What you have to do
Set down all of the data that follows, keeping every character.

------ Dataset records

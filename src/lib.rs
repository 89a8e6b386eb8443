//! daybook — multi-account personal-data sync engine.
//!
//! Pulls messages, calendar events, and meeting transcripts from the Google
//! API family, deduplicates and cross-links them against the local contact
//! registry, and persists them as queryable SQLite records.
//!
//! The orchestration layer (tool surface, report rendering, CLI) lives
//! elsewhere; this crate owns:
//! - OAuth token lifecycle across any number of connected accounts
//! - staleness-gated incremental sync of Gmail and Calendar
//! - the Gemini transcript discovery pipeline (mail → doc → transcript)
//! - entity resolution linking every synced record back to a contact

pub mod config;
pub mod db;
pub mod google_api;
pub mod migrations;
pub mod sync;
pub mod util;

pub use db::SyncDb;
pub use google_api::auth::{AuthFlow, CancelToken, FlowState};
pub use google_api::token_store::{get_valid_credential, revoke_account, TokenStore};
pub use sync::{discover_transcripts, sync_events, sync_messages, DiscoveryReport, SyncReport};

------------

Output of the task
filename src/lib.rs
repository 89a8e6b386eb8443
//! daybook — multi-account personal-data sync engine.
//!
//! Pulls messages, calendar events, and meeting transcripts from the Google
//! API family, deduplicates and cross-links them against the local contact
//! registry, and persists them as queryable SQLite records.
//!
//! The orchestration layer (tool surface, report rendering, CLI) lives
//! elsewhere; this crate owns:
//! - OAuth token lifecycle across any number of connected accounts
//! - staleness-gated incremental sync of Gmail and Calendar
//! - the Gemini transcript discovery pipeline (mail → doc → transcript)
//! - entity resolution linking every synced record back to a contact

pub mod config;
pub mod db;
pub mod google_api;
pub mod migrations;
pub mod sync;
pub mod util;

pub use db::SyncDb;
pub use google_api::auth::{AuthFlow, CancelToken, FlowState};
pub use google_api::token_store::{get_valid_credential, revoke_account, TokenStore};
pub use sync::{discover_transcripts, sync_events, sync_messages, DiscoveryReport, SyncReport};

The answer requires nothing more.